▶ **TASK**:
Search the records for the string "sink", then copy each line that has it.

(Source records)
//! Property tests: the event log records exactly one entry per dispatch.

use std::sync::{Arc, Mutex};

use pneuma_kernel::{InterruptionKind, Kernel, PatternCatalog, SessionEvent};
use proptest::prelude::*;

// ---------------------------------------------------------------------------
// Helpers
// ---------------------------------------------------------------------------

/// Generate a random external command.
fn arb_command() -> impl Strategy<Value = SessionEvent> {
    prop_oneof![
        prop::sample::select(vec!["box", "calm", "energize", "nope"]).prop_map(|id| {
            SessionEvent::LoadProtocol {
                pattern_id: id.to_string(),
                timestamp: 0,
            }
        }),
        Just(SessionEvent::StartSession { timestamp: 0 }),
        Just(SessionEvent::ResumeSession { timestamp: 0 }),
        prop_oneof![Just(InterruptionKind::Pause), Just(InterruptionKind::Background)]
            .prop_map(|kind| SessionEvent::UserInterruption { kind, timestamp: 0 }),
        Just(SessionEvent::Halt {
            reason: "prop".into(),
            timestamp: 0,
        }),
        (0.0f64..5.0).prop_map(|dt| SessionEvent::Tick { dt, timestamp: 0 }),
        (0.0f64..5.0).prop_map(|dt| SessionEvent::Tick { dt, timestamp: 0 }),
        (0.0f64..5.0).prop_map(|dt| SessionEvent::Tick { dt, timestamp: 0 }),
    ]
}

// ---------------------------------------------------------------------------
// Property Tests
// ---------------------------------------------------------------------------

proptest! {
    /// Notifications (minus the replay) equal appended entries, sequences are
    /// contiguous and every hash verifies.
    #[test]
    fn log_length_matches_dispatch_count(
        commands in prop::collection::vec(arb_command(), 1..120),
    ) {
        let mut kernel = Kernel::boot(PatternCatalog::builtin(), 0).unwrap();
        let sequences: Arc<Mutex<Vec<u64>>> = Arc::default();
        let sink = sequences.clone();
        kernel.subscribe(move |snap| sink.lock().unwrap().push(snap.sequence));

        for command in commands.iter().cloned() {
            kernel.dispatch(command).unwrap();
        }

        let sequences = sequences.lock().unwrap();
        // One replay of BOOT, then one notification per appended entry.
        prop_assert_eq!(kernel.log().len(), sequences.len());
        for (index, seq) in sequences.iter().enumerate() {
            prop_assert_eq!(*seq, index as u64 + 1);
        }
        prop_assert!(kernel.log().len() >= commands.len() + 1);

        let report = kernel.log().verify();
        prop_assert!(report.is_clean());
        prop_assert_eq!(report.total_events as usize, kernel.log().len());
    }

    /// Each external command appears in the log in dispatch order.
    #[test]
    fn external_commands_keep_their_order(
        commands in prop::collection::vec(arb_command(), 1..60),
    ) {
        let mut kernel = Kernel::boot(PatternCatalog::builtin(), 0).unwrap();
        for command in commands.iter().cloned() {
            kernel.dispatch(command).unwrap();
        }
        let external: Vec<SessionEvent> = kernel
            .log()
            .iter()
            .skip(1)
            .map(|e| e.event.clone())
            .filter(|e| !e.is_internal())
            .collect();
        prop_assert_eq!(external, commands);
    }
}
//! Property tests: zero-duration phases are never entered.

use pneuma_kernel::phase::next_phase;
use pneuma_kernel::{Kernel, PatternCatalog, SessionEvent};
use pneuma_types::{Pattern, Phase, PhaseTimings, RiskTier};
use proptest::prelude::*;

// ---------------------------------------------------------------------------
// Helpers
// ---------------------------------------------------------------------------

/// Zero or a positive duration, with zero well represented.
fn arb_duration() -> impl Strategy<Value = f64> {
    prop_oneof![Just(0.0), 0.5f64..8.0]
}

fn arb_timings() -> impl Strategy<Value = PhaseTimings> {
    (0.5f64..8.0, arb_duration(), arb_duration(), arb_duration())
        .prop_map(|(i, hi, e, ho)| PhaseTimings::new(i, hi, e, ho))
}

fn arb_phase() -> impl Strategy<Value = Phase> {
    prop::sample::select(Phase::ALL.to_vec())
}

// ---------------------------------------------------------------------------
// Property Tests
// ---------------------------------------------------------------------------

proptest! {
    /// The phase machine only ever lands on phases with a positive duration.
    #[test]
    fn next_phase_is_always_active(timings in arb_timings(), current in arb_phase()) {
        let next = next_phase(current, &timings);
        prop_assert!(timings.is_active(next), "{:?} entered with {:?}", next, timings);
    }

    /// Driving a kernel with arbitrary ticks never exposes a zero-duration phase.
    #[test]
    fn kernel_never_sits_in_zero_phase(
        timings in arb_timings(),
        dts in prop::collection::vec(0.0f64..0.99, 1..200),
    ) {
        let mut catalog = PatternCatalog::empty();
        catalog
            .insert(Pattern::new("p", "Generated", timings, RiskTier::Open, 10))
            .unwrap();
        let mut kernel = Kernel::boot(catalog, 0).unwrap();
        kernel.dispatch(SessionEvent::LoadProtocol { pattern_id: "p".into(), timestamp: 0 }).unwrap();
        kernel.dispatch(SessionEvent::StartSession { timestamp: 0 }).unwrap();

        for dt in dts {
            kernel.dispatch(SessionEvent::Tick { dt, timestamp: 0 }).unwrap();
            let state = kernel.state();
            prop_assert!(timings.is_active(state.state.phase));
            prop_assert!(state.state.phase_duration > 0.0);
        }
    }
}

▶ **ANSWER TO THE EXERCISE**:
        let sink = sequences.clone();
        kernel.subscribe(move |snap| sink.lock().unwrap().push(snap.sequence));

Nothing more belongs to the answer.